Anna Graenzer präsentiert in der Rolle des kleinen, durchtriebenen Koboldes "Puck", der nur Flausen im Kopf hat, eine bis ins Detail ausgefeilte Darbietung, die das Prädikat Ausnahmeleistung in aller spielerischen Genialität absolut verdient hat. Es bedarf der bemerkenswerten Leichtigkeit, mit der sich die Künstlerin über die Bühne bewegt und alle Raffinessen der Figur auskostet, um dem besonderen Esprit des cleveren Kobolds gerecht zu werden. Annas Darstellung wirkt verspielt, sie spürt in jedem Moment der außergewöhnlichen Gewitztheit des Fabelwesens nach und setzt ihr pointiertes Schauspiel im Sinne einer geschickten Ausarbeitung des listigen Charakters perfekt in Szene. Immer wieder schleicht die Künstlerin durch den Hintergrund der Szenerie und umzeichnet dort eine schemenhafte Gestalt, die im Verborgenen agiert und dabei doch zugleich überall ihre Finger im Rahmen verwirrender Täuschungsmanöver im Spiel hat. Die Prägnanz, mit der Anna eben jene Momente des hintergründigen Beobachtens und Überlistens erfüllt, zeugt von ihrer enormen Bühnenpräsenz, die den Zuschauer für das geschickte Spiel einnimmt. In mimischer wie gestischer Feinarbeit kreiert die Darstellerin eine ganz eigenständige Körperlichkeit, die die Figur des Koboldes in einer physischen Individualität koloriert und die Extravaganz des kleinen Kerls inmitten einer fantastischen Welt unterstreicht. 
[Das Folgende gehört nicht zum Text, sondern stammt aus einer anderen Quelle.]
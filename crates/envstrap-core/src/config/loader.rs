//! Environment variable loading helpers.
//!
//! Keeps the primary-key / alias fallback chain in one place.

use std::env;
use std::path::Path;

/// Load `.env` from the current directory into the process environment.
/// Existing variables are never overwritten. Runs at most once per process.
pub fn load_dotenv() {
    use std::sync::Once;
    static INIT: Once = Once::new();
    INIT.call_once(|| {
        if let Ok(dir) = env::current_dir() {
            load_dotenv_from_dir(&dir);
        }
    });
}

/// Load `<dir>/.env` into the process environment (no overwrite).
pub fn load_dotenv_from_dir(dir: &Path) {
    let path = dir.join(".env");
    let Ok(content) = std::fs::read_to_string(&path) else {
        return;
    };
    for (key, value) in content.lines().filter_map(parse_dotenv_line) {
        if env::var(key).is_err() {
            env::set_var(key, value);
        }
    }
}

/// Parse one `.env` line into `(key, value)`.
///
/// Skips blanks and comments, strips an unquoted trailing `# comment` and one
/// level of matching quotes.
pub(crate) fn parse_dotenv_line(line: &str) -> Option<(&str, &str)> {
    let line = line.trim();
    if line.is_empty() || line.starts_with('#') {
        return None;
    }
    let line = line.strip_prefix("export ").unwrap_or(line);
    let (key, value) = line.split_once('=')?;
    let key = key.trim();
    let mut value = value.trim();
    if let Some(hash_pos) = value.find('#') {
        let before_hash = value[..hash_pos].trim_end();
        if !before_hash.contains('"') && !before_hash.contains('\'') {
            value = before_hash;
        }
    }
    if value.len() >= 2
        && ((value.starts_with('"') && value.ends_with('"'))
            || (value.starts_with('\'') && value.ends_with('\'')))
    {
        value = &value[1..value.len() - 1];
    }
    if key.is_empty() {
        None
    } else {
        Some((key, value))
    }
}

/// Read the primary variable or the first set alias; empty counts as unset.
pub fn env_or<F>(primary: &str, aliases: &[&str], default: F) -> String
where
    F: FnOnce() -> String,
{
    env::var(primary)
        .ok()
        .or_else(|| aliases.iter().find_map(|a| env::var(a).ok()))
        .filter(|s| !s.is_empty())
        .unwrap_or_else(default)
}

/// Like [`env_or`] but returns `None` when unset or blank.
pub fn env_optional(primary: &str, aliases: &[&str]) -> Option<String> {
    env::var(primary)
        .ok()
        .or_else(|| aliases.iter().find_map(|a| env::var(a).ok()))
        .map(|s| s.trim().to_string())
        .filter(|s| !s.is_empty())
}

/// Boolean variable: `0/false/no/off` are false, anything else set is true.
pub fn env_bool(primary: &str, aliases: &[&str], default: bool) -> bool {
    let v = env::var(primary)
        .ok()
        .or_else(|| aliases.iter().find_map(|a| env::var(a).ok()));
    match v.as_deref() {
        Some(s) => !matches!(
            s.trim().to_lowercase().as_str(),
            "0" | "false" | "no" | "off"
        ),
        None => default,
    }
}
Die Rolle des "Philostrat" koloriert Thorsten Nindel mit seiner glänzenden Spielkunst, die handwerkliche Erstklassigkeit mit spielerischer Freude zu einem qualitativen Konglomerat zu vereinen weiß. Mit sichtlichem Geschick haucht der Darsteller der Figur des autoritären Haushofmeisters Leben ein und verbindet dabei die strenge Seite eines nach Ordnung strebenden Mannes mit einem gefühlvollen Kern, der sich insbesondere in der leidenschaftlichen Hingabe zu Theseus Kammerdiener "Cesario" entfaltet. Thorsten Nindel kreiert eine Figur, die stets darauf bedacht ist, ihre Stärke nach außen zu tragen und sich dennoch ihrer Vulnerabilität stellen muss, die sie blind vor Liebe und Verlangen an die Grenzen des eigenen Verstandes zu bringen scheint. Getrieben von dem Wunsch nach einer erfüllten Liebe vergisst der Haushofmeister alles um sich herum und wirft sich leidenschaftlich in den Versuch, das Herz seines Angebeteten für sich zu gewinnen. Herausragend füllt der Künstler die figurale Hingabe und Sehnsucht mit seiner unglaublichen schauspielerischen Stärke aus und bedient sich dabei gekonnt pointierter humoristischer Spitzen, die das große Verständnis für komödiantische Akzentuierungen offenbaren. 
Besondere Konturen gewinnt der Charakter in dem Einsatz einer ausdrucksstarken Mimik, anhand derer sich alle Farben der Emotionspalette ablesen lassen. 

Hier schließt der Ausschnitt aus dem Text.